American swimming star Lilly King announces farewell season, final US competition
The meet will run Tuesday through Saturday. A longtime breaststroke stalwart, King
announced her plans Saturday on Instagram
and said swimming her final race in the U.S. in her home state and a pool she's known since her youth 'has always been important to me.'
'Well, folks, my time has come. This will be my final season competing,' she wrote. 'I'm fortunate heading into retirement being able to say I have accomplished everything I have ever wanted in this sport. I feel fulfilled.'
The 28-year-old King holds the world record in the 100-meter breaststroke with a time of 1:04.13, set at the 2017 world championships. She won an Olympic gold medal in the 100 breast at the 2016 Rio de Janeiro Games and also captured Olympic titles on relays in Rio and at her final Olympics last year in Paris.

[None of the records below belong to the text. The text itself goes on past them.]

use serde::ser::SerializeMap;
use serde::{Deserialize, Serialize, Serializer};
use serde_json::Value;

/// Response of `spreadsheets.values.get`
#[derive(Debug, Clone, Default, Deserialize)]
pub struct ValueRange {
    #[serde(default)]
    pub range: Option<String>,
    #[serde(default)]
    pub values: Vec<Vec<Value>>,
}

/// One spreadsheet row keyed by the header row, with a 1-based row id.
/// `fields` never holds a column named `id`; the row id takes its place.
///
/// Serializes as a flat object: `id` first, then the headers in column order.
#[derive(Debug, Clone, PartialEq)]
pub struct LeadRecord {
    pub id: usize,
    pub fields: Vec<(String, String)>,
}

impl LeadRecord {
    /// Value of the column named `header`
    pub fn get(&self, header: &str) -> Option<&str> {
        self.fields
            .iter()
            .find(|(name, _)| name == header)
            .map(|(_, value)| value.as_str())
    }
}

impl Serialize for LeadRecord {
    fn serialize<S: Serializer>(&self, serializer: S) -> Result<S::Ok, S::Error> {
        let mut map = serializer.serialize_map(Some(self.fields.len() + 1))?;
        map.serialize_entry("id", &self.id)?;
        for (header, value) in &self.fields {
            map.serialize_entry(header, value)?;
        }
        map.end()
    }
}

/// Text of a cell as the sheet displays it
fn cell_text(cell: &Value) -> String {
    match cell {
        Value::String(s) => s.clone(),
        Value::Null => String::new(),
        other => other.to_string(),
    }
}

/// Turn raw sheet rows into records. The first row is the header row; short rows
/// are padded with empty strings and cells past the last header are dropped.
pub fn leads_from_rows(rows: &[Vec<Value>]) -> Vec<LeadRecord> {
    let Some((header_row, data_rows)) = rows.split_first() else {
        return Vec::new();
    };
    let headers: Vec<String> = header_row.iter().map(cell_text).collect();

    data_rows
        .iter()
        .enumerate()
        .map(|(index, row)| {
            let mut fields: Vec<(String, String)> = Vec::with_capacity(headers.len());
            for (column, header) in headers.iter().enumerate() {
                if header == "id" {
                    continue;
                }
                let value = row.get(column).map(cell_text).unwrap_or_default();
                // Repeated headers keep their first position and the last value
                match fields.iter_mut().find(|(name, _)| name == header) {
                    Some(existing) => existing.1 = value,
                    None => fields.push((header.clone(), value)),
                }
            }

            LeadRecord {
                id: index + 1,
                fields,
            }
        })
        .collect()
}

The U.S. women's 4x100 medley relay set a world record
in 3:49.63. Regan Smith, Gretchen Walsh and Torri Huske were her teammates in the Americans' victory over defending Olympic champion Australia.

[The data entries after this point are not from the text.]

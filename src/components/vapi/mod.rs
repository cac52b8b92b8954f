mod client;
pub mod models;

pub use client::VapiClient;
pub use models::{AssistantOverrides, CallRequest, CallTarget, Customer, OutboundCall};

use crate::error::RelayResult;
use async_trait::async_trait;
use serde_json::Value;

/// Voice-call provider the call relays forward to
#[async_trait]
pub trait CallProvider: Send + Sync + 'static {
    /// Start an outbound call to the target's customer, returning the provider's call object
    async fn initiate_call(&self, target: &CallTarget) -> RelayResult<Value>;

    /// List recent calls, newest first as the provider orders them
    async fn list_calls(&self, limit: u32) -> RelayResult<Value>;

    /// Fetch a single call by id
    async fn get_call(&self, call_id: &str) -> RelayResult<Value>;
}
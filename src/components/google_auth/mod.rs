pub mod credentials;
pub mod token;

pub use credentials::ServiceAccountKey;
pub use token::TokenManager;

use crate::error::RelayResult;
use async_trait::async_trait;

pub const SHEETS_READONLY_SCOPE: &str = "https://www.googleapis.com/auth/spreadsheets.readonly";
pub const CALENDAR_READONLY_SCOPE: &str = "https://www.googleapis.com/auth/calendar.readonly";

/// Source of OAuth access tokens for Google APIs
#[async_trait]
pub trait AccessTokenProvider: Send + Sync + 'static {
    /// Get a bearer token valid for the given scope
    async fn access_token(&self, scope: &str) -> RelayResult<String>;
}
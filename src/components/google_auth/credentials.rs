use crate::error::{google_auth_error, RelayResult};
use serde::Deserialize;
use std::path::Path;

const DEFAULT_TOKEN_URI: &str = "https://oauth2.googleapis.com/token";

fn default_token_uri() -> String {
    DEFAULT_TOKEN_URI.to_string()
}

/// The fields of a Google service account key file the relay needs
#[derive(Debug, Clone, Deserialize)]
pub struct ServiceAccountKey {
    pub client_email: String,
    pub private_key: String,
    #[serde(default)]
    pub private_key_id: Option<String>,
    #[serde(default = "default_token_uri")]
    pub token_uri: String,
}

impl ServiceAccountKey {
    /// Parse a key from its JSON text
    pub fn from_json(json: &str) -> RelayResult<Self> {
        serde_json::from_str(json)
            .map_err(|e| google_auth_error(&format!("Invalid service account key: {}", e)))
    }

    /// Read and parse the key file
    pub async fn from_file(path: &Path) -> RelayResult<Self> {
        let content = tokio::fs::read_to_string(path).await.map_err(|e| {
            google_auth_error(&format!(
                "Failed to read credentials file {}: {}",
                path.display(),
                e
            ))
        })?;

        Self::from_json(&content)
    }
}
use serde::{Deserialize, Serialize};

/// Summary shown for events without a title
pub const DEFAULT_SUMMARY: &str = "Busy";
pub const DEFAULT_STATUS: &str = "confirmed";

/// Response of `events.list`
#[derive(Debug, Clone, Default, Deserialize)]
pub struct EventList {
    #[serde(default)]
    pub items: Vec<CalendarEvent>,
}

/// Start or end of an event: `dateTime` for timed events, `date` for all-day ones
#[derive(Debug, Clone, Default, PartialEq, Serialize, Deserialize)]
#[serde(rename_all = "camelCase")]
pub struct EventTime {
    pub date_time: Option<String>,
    pub date: Option<String>,
}

impl EventTime {
    /// The timestamp if there is one, otherwise the all-day date
    pub fn as_text(&self) -> String {
        self.date_time
            .clone()
            .or_else(|| self.date.clone())
            .unwrap_or_default()
    }
}

/// Calendar event as the Calendar API returns it, limited to the fields we use
#[derive(Debug, Clone, Default, Serialize, Deserialize)]
#[serde(rename_all = "camelCase")]
pub struct CalendarEvent {
    #[serde(default)]
    pub id: String,
    pub summary: Option<String>,
    pub description: Option<String>,
    pub location: Option<String>,
    pub status: Option<String>,
    pub html_link: Option<String>,
    #[serde(default)]
    pub start: EventTime,
    #[serde(default)]
    pub end: EventTime,
}

/// Appointment as the dashboard consumes it
#[derive(Debug, Clone, PartialEq, Serialize, Deserialize)]
#[serde(rename_all = "camelCase")]
pub struct AppointmentRecord {
    pub id: String,
    pub summary: String,
    pub description: String,
    pub start: String,
    pub end: String,
    pub location: String,
    pub status: String,
    pub html_link: String,
}

impl From<CalendarEvent> for AppointmentRecord {
    fn from(event: CalendarEvent) -> Self {
        Self {
            start: event.start.as_text(),
            end: event.end.as_text(),
            id: event.id,
            summary: event.summary.unwrap_or_else(|| DEFAULT_SUMMARY.to_string()),
            description: event.description.unwrap_or_default(),
            location: event.location.unwrap_or_default(),
            status: event.status.unwrap_or_else(|| DEFAULT_STATUS.to_string()),
            html_link: event.html_link.unwrap_or_default(),
        }
    }
}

'Just an awesome way to cap off the meet,' King said afterward.
At the delayed 2020 Tokyo Olympics, King earned silver medals in the 200 breaststroke and 4x100 medley relay and a bronze in the 100 breast.
She narrowly missed the medal stand
in the 100 breast in Paris, with one-hundredth of a second separating bronze medalist Mona McSharry of Ireland and the fourth-place tie between King and Italy's Benedetta Pilato in 1:05.60.
For King, being home in Indiana next week will mean so much.
It was also in Indianapolis last June during the U.S. Olympic swimming trials that
boyfriend and former Indiana University swimmer James Wells proposed
to her just off the pool deck — and she said yes.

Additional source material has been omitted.